- Opening Delimiter -

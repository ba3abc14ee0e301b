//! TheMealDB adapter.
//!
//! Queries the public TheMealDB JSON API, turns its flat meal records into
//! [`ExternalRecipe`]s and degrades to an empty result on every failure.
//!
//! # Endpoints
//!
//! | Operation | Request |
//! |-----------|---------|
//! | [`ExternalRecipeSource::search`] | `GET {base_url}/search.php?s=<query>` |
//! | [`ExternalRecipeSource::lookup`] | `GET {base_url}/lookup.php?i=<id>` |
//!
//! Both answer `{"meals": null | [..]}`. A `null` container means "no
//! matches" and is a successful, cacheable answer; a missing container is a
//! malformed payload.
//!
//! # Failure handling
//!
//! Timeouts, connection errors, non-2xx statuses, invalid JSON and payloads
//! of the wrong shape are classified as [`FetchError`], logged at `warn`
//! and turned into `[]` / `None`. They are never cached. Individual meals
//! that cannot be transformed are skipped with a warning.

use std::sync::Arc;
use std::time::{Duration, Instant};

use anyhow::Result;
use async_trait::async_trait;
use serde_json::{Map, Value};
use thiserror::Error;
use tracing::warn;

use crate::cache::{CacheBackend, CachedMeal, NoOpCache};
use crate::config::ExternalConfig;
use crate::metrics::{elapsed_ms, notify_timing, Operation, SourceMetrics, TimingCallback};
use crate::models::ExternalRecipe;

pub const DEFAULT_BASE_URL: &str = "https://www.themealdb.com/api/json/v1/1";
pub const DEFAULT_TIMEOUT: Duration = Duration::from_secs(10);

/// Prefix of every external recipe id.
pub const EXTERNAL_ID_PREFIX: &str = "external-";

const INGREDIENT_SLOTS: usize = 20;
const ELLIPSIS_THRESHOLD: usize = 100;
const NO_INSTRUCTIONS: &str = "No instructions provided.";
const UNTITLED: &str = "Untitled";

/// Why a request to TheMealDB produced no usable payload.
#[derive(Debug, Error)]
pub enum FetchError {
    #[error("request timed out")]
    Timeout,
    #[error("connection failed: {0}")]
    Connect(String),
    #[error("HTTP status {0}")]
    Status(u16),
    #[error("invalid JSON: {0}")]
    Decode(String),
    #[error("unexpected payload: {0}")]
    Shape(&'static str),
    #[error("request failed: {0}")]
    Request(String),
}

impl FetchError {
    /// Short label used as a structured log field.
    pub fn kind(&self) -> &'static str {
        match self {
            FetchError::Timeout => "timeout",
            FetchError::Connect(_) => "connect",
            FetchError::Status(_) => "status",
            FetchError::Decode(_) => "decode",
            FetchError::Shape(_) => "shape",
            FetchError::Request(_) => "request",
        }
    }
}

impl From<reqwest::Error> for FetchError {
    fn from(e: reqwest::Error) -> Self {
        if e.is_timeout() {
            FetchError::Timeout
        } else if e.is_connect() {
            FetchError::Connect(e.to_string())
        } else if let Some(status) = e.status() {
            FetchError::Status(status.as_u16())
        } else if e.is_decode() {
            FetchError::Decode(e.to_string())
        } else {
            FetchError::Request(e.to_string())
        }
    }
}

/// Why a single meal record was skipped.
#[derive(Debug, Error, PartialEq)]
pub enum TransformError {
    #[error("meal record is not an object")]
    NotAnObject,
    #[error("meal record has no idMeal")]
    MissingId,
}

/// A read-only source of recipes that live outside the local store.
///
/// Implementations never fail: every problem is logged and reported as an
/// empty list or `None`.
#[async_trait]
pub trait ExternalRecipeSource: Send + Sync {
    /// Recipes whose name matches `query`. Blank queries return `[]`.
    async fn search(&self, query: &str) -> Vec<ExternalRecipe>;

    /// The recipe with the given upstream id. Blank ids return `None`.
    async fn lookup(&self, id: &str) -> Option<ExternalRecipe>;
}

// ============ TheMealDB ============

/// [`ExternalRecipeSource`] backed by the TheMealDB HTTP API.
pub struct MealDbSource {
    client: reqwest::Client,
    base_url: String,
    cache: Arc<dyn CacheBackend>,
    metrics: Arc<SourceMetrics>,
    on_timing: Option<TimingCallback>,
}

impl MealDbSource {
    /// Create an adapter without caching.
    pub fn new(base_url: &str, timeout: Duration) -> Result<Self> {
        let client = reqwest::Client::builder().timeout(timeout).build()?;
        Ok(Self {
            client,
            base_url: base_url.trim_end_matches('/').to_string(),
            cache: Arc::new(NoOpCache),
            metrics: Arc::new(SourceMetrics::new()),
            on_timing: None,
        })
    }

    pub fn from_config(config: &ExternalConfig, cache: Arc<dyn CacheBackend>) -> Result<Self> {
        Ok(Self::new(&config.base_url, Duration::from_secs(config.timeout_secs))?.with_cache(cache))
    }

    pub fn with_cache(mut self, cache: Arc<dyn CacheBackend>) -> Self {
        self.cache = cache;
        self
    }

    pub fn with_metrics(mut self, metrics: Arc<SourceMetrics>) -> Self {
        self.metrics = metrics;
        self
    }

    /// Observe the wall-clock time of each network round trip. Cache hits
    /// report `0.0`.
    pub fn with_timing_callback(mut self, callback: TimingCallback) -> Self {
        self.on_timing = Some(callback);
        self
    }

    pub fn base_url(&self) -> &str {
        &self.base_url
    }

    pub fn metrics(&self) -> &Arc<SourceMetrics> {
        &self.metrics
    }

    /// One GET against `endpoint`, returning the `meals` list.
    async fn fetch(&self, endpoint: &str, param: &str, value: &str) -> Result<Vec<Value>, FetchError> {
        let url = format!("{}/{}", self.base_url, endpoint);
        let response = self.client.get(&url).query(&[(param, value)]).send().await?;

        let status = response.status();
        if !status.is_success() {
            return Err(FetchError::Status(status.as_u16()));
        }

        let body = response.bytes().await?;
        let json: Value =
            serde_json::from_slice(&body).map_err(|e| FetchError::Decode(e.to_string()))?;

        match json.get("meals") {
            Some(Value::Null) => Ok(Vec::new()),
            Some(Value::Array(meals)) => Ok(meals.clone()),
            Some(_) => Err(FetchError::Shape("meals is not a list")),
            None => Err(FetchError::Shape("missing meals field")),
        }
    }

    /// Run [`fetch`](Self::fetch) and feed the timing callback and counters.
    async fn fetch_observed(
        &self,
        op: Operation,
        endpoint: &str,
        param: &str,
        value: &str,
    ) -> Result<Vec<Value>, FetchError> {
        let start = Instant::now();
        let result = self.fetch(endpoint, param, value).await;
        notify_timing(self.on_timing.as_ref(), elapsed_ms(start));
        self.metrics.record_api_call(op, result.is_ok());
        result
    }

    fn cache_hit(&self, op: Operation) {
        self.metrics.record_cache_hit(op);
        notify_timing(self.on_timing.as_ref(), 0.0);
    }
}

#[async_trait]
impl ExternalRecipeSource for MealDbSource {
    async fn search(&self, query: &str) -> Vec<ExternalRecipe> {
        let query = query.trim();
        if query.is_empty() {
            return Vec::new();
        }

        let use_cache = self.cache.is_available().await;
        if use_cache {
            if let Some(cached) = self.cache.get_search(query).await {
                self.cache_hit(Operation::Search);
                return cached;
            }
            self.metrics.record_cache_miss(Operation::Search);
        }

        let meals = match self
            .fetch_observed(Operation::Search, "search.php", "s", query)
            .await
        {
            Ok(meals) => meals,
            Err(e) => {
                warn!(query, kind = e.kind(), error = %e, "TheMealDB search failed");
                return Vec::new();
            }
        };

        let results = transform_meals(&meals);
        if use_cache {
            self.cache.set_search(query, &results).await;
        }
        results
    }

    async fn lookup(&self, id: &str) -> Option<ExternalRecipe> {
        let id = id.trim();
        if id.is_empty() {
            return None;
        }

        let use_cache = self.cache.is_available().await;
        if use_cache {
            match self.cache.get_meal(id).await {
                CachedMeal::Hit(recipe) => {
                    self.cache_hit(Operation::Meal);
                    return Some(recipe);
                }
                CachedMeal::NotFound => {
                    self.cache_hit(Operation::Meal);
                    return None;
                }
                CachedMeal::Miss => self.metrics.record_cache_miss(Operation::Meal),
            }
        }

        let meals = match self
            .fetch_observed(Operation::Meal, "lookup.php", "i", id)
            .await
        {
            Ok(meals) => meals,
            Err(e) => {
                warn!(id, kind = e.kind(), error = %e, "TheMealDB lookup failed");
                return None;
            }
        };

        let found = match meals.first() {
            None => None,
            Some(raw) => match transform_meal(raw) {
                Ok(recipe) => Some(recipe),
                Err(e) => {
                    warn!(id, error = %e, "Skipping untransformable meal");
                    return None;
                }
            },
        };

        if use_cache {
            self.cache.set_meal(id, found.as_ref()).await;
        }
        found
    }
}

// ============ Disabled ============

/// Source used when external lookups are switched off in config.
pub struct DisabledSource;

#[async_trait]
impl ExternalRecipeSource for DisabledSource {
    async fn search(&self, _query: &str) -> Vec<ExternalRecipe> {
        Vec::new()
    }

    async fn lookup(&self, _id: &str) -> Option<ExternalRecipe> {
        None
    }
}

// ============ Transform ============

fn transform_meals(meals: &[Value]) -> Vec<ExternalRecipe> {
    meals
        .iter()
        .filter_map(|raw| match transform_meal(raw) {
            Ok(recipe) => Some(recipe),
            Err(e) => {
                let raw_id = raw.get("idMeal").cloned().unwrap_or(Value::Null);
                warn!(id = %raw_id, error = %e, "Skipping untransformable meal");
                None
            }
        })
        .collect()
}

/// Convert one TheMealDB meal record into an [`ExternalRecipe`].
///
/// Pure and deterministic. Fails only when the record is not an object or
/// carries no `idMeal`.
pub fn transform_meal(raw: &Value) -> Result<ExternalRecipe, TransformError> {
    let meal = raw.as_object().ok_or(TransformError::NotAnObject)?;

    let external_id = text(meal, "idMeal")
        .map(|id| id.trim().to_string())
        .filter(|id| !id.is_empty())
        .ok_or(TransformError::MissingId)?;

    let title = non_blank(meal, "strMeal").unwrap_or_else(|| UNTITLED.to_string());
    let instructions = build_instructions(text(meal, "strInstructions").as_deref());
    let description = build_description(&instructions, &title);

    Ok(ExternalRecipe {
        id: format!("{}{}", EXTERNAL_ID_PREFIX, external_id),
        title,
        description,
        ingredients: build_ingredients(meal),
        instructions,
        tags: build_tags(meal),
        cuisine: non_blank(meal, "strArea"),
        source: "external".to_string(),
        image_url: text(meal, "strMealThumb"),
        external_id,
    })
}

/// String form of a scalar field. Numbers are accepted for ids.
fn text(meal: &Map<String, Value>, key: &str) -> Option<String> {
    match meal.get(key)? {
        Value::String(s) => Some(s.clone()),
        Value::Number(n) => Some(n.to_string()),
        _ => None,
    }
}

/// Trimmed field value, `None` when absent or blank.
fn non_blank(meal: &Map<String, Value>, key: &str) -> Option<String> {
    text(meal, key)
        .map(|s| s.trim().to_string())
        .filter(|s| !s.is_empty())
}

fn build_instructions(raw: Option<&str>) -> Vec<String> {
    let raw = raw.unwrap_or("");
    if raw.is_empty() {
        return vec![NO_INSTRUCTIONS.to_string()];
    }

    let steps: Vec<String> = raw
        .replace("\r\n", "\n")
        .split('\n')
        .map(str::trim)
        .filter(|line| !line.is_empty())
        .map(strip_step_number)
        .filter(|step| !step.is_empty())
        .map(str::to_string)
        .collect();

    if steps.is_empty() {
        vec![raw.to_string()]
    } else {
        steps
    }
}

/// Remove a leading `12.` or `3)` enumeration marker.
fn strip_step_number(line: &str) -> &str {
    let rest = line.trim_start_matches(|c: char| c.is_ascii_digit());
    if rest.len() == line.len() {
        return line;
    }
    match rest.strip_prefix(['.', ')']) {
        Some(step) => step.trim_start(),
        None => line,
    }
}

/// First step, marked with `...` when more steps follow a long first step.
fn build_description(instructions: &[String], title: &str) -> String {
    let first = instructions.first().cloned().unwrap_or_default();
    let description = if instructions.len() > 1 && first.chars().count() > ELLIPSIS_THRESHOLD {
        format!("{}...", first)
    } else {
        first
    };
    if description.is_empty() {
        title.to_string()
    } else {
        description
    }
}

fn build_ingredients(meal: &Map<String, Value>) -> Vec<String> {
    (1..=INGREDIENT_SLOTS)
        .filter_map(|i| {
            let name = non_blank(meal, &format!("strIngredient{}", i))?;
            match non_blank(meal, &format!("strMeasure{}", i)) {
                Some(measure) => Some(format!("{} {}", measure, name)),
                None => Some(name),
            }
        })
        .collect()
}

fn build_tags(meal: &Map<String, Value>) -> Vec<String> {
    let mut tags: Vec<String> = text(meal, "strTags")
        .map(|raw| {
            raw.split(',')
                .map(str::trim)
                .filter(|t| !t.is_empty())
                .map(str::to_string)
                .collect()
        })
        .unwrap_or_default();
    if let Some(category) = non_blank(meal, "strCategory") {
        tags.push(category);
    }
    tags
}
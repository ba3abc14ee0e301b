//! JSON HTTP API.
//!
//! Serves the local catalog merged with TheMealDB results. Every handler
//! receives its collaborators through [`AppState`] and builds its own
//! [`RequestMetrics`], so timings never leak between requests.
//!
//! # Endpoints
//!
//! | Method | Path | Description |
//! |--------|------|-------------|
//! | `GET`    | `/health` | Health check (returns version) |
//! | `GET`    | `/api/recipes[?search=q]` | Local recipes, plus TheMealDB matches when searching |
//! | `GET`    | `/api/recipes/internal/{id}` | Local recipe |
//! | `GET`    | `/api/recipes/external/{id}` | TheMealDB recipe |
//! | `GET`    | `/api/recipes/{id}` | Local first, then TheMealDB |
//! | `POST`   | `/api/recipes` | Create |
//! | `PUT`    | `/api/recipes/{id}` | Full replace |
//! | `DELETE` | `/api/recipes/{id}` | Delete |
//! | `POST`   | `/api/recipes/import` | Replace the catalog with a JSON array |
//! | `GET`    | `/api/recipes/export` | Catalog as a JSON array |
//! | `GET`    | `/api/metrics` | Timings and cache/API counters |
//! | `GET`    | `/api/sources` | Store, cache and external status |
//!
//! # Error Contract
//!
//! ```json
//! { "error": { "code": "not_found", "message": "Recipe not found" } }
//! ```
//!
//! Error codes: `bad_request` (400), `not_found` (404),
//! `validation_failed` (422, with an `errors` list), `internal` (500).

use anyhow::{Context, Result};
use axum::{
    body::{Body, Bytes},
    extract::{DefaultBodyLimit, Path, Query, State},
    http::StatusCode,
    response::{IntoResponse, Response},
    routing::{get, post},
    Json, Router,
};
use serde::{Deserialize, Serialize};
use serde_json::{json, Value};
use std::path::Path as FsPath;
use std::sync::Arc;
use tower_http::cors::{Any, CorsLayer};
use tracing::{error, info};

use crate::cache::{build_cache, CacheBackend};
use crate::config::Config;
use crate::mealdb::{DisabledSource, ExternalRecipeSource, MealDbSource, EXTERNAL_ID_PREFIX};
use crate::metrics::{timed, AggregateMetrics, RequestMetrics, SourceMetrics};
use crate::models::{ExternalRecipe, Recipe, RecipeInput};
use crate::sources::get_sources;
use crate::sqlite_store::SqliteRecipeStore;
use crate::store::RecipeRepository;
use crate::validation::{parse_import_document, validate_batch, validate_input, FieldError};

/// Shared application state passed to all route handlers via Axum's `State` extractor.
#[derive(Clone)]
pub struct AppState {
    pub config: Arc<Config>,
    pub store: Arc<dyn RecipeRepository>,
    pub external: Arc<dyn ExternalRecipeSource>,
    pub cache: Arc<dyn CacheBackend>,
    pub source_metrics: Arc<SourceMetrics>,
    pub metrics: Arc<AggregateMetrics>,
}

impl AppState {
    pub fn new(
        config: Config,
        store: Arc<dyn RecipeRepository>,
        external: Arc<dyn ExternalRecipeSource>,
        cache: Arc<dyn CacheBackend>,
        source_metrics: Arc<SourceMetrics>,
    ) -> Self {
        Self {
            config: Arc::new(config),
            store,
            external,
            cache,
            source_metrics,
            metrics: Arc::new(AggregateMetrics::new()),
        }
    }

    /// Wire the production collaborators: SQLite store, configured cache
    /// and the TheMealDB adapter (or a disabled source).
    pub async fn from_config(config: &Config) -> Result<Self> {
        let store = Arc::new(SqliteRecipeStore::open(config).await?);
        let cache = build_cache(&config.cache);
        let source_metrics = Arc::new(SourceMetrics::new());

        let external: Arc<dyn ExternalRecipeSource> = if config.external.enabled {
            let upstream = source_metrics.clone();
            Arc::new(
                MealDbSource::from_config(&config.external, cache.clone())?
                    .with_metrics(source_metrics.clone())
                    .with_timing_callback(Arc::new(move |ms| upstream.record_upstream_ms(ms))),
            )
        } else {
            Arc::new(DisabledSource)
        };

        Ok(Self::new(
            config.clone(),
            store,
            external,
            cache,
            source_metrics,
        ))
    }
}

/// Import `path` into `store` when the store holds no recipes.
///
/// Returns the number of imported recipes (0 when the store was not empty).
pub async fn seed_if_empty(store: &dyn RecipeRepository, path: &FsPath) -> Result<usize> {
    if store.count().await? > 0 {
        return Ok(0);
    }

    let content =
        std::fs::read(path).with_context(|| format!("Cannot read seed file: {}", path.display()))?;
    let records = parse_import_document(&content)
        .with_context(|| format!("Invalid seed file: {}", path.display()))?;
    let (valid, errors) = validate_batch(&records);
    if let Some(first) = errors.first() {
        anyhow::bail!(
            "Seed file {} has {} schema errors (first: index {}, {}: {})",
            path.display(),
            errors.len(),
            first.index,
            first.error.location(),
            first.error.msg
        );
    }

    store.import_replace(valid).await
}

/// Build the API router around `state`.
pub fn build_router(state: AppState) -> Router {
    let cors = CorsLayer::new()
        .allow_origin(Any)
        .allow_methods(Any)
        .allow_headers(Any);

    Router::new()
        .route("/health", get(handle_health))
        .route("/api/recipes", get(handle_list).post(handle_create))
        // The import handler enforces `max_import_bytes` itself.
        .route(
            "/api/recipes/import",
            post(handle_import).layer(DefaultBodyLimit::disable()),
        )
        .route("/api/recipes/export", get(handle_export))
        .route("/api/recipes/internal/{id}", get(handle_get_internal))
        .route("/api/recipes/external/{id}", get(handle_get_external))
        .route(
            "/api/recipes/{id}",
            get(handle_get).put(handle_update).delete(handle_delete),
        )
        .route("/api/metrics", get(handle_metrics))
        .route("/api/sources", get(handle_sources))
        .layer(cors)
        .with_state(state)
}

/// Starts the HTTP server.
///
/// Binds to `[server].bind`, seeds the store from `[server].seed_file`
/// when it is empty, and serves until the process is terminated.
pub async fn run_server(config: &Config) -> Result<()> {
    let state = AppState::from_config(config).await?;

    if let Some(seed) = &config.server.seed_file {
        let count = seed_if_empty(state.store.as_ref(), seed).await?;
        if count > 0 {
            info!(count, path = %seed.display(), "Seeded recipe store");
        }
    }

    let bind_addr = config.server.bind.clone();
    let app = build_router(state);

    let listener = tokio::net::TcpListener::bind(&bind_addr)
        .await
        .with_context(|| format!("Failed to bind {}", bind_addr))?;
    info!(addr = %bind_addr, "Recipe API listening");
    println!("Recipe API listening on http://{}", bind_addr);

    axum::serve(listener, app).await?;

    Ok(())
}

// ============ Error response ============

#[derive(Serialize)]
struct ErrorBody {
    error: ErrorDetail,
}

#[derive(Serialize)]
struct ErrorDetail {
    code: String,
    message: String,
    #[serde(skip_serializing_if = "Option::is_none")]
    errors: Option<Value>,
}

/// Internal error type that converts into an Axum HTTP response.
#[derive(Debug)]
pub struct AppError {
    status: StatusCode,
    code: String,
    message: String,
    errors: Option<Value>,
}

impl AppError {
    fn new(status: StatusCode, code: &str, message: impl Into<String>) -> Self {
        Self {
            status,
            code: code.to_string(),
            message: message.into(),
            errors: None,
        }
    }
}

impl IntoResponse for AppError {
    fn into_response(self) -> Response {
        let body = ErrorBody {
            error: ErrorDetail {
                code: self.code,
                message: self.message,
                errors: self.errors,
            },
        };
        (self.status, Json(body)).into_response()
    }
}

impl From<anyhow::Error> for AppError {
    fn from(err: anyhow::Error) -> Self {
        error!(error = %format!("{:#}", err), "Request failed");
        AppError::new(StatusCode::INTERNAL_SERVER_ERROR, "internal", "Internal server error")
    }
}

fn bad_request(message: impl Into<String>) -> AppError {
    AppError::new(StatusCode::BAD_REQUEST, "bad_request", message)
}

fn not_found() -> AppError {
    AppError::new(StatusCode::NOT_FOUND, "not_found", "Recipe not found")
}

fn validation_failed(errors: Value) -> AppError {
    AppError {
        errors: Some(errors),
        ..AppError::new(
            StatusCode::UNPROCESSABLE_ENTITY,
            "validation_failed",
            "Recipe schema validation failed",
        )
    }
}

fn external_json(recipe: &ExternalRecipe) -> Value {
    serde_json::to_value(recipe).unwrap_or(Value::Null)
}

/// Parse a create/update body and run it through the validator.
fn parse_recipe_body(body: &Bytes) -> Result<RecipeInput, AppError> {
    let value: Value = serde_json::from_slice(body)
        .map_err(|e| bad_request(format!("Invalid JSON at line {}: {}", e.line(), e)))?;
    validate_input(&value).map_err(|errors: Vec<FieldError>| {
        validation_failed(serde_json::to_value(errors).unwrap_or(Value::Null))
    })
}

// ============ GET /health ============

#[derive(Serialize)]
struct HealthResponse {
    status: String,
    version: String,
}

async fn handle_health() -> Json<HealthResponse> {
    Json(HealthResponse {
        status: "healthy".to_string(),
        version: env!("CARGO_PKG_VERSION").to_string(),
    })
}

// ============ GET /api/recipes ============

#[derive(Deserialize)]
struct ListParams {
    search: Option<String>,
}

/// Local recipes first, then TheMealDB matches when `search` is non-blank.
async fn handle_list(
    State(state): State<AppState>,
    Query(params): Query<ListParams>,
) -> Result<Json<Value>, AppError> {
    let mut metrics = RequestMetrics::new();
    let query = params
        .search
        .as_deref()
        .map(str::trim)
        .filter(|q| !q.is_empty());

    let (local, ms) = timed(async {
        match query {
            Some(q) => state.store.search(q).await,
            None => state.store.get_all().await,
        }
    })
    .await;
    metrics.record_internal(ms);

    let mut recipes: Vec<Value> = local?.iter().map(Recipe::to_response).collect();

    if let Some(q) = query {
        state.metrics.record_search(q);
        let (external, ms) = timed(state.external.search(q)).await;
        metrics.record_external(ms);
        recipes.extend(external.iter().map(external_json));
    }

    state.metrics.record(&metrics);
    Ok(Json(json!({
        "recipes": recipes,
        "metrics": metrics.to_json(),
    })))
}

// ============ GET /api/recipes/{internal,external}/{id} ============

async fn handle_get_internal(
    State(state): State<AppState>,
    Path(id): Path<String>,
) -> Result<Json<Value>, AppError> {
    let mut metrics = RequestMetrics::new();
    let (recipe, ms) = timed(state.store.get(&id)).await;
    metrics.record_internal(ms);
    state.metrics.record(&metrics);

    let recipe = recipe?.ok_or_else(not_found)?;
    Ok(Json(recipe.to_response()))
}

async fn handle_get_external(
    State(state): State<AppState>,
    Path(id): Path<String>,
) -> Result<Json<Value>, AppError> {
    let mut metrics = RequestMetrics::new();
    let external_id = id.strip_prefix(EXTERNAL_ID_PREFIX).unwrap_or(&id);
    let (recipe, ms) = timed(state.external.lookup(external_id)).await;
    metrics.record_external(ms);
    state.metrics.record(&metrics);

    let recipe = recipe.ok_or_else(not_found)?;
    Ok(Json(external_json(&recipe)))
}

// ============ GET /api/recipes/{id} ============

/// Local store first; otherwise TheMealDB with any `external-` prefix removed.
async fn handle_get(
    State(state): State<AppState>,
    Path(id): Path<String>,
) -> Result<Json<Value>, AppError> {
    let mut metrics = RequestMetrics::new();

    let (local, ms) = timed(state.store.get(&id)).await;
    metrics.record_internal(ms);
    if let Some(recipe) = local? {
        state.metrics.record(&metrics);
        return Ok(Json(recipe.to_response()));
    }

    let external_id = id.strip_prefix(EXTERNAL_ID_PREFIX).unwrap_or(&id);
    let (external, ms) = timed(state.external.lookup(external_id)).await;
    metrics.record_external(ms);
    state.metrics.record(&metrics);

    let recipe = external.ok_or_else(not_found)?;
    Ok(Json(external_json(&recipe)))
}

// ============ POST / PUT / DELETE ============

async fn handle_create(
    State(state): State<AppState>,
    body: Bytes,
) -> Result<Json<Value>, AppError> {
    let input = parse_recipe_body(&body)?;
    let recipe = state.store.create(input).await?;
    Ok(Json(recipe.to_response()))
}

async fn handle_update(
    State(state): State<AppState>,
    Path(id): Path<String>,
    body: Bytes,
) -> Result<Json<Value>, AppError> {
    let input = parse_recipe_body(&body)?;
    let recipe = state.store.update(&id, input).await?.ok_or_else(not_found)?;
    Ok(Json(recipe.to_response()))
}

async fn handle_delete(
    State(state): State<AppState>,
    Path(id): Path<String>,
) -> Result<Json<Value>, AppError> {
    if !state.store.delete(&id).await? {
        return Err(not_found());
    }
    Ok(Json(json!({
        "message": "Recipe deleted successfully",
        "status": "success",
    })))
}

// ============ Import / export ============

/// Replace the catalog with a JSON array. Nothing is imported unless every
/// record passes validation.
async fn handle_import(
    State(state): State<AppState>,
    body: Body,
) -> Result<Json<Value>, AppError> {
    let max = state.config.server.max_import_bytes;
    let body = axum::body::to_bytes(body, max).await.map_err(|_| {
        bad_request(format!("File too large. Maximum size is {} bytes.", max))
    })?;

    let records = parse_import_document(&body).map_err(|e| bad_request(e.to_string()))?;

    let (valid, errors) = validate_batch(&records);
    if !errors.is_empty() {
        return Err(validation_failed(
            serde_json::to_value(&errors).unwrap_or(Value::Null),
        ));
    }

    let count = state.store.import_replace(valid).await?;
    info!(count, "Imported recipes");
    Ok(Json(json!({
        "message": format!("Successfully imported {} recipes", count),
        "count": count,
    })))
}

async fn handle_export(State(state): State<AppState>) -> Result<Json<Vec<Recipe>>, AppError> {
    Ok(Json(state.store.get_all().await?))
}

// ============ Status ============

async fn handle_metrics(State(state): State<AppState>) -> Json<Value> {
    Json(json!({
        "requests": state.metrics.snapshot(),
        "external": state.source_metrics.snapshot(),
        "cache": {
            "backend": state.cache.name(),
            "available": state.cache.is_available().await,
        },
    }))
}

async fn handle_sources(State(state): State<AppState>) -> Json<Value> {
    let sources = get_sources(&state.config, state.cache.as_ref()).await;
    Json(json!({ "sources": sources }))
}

- Closing Delimiter -

* Exercise:
Start at the first line of the material. Reproduce every line exactly, ending with the line that holds "external recipe id.".

* Expected answer:
repository ba3abc14ee0e301b
//! TheMealDB adapter.
//!
//! Queries the public TheMealDB JSON API, turns its flat meal records into
//! [`ExternalRecipe`]s and degrades to an empty result on every failure.
//!
//! # Endpoints
//!
//! | Operation | Request |
//! |-----------|---------|
//! | [`ExternalRecipeSource::search`] | `GET {base_url}/search.php?s=<query>` |
//! | [`ExternalRecipeSource::lookup`] | `GET {base_url}/lookup.php?i=<id>` |
//!
//! Both answer `{"meals": null | [..]}`. A `null` container means "no
//! matches" and is a successful, cacheable answer; a missing container is a
//! malformed payload.
//!
//! # Failure handling
//!
//! Timeouts, connection errors, non-2xx statuses, invalid JSON and payloads
//! of the wrong shape are classified as [`FetchError`], logged at `warn`
//! and turned into `[]` / `None`. They are never cached. Individual meals
//! that cannot be transformed are skipped with a warning.

use std::sync::Arc;
use std::time::{Duration, Instant};

use anyhow::Result;
use async_trait::async_trait;
use serde_json::{Map, Value};
use thiserror::Error;
use tracing::warn;

use crate::cache::{CacheBackend, CachedMeal, NoOpCache};
use crate::config::ExternalConfig;
use crate::metrics::{elapsed_ms, notify_timing, Operation, SourceMetrics, TimingCallback};
use crate::models::ExternalRecipe;

pub const DEFAULT_BASE_URL: &str = "https://www.themealdb.com/api/json/v1/1";
pub const DEFAULT_TIMEOUT: Duration = Duration::from_secs(10);

/// Prefix of every external recipe id.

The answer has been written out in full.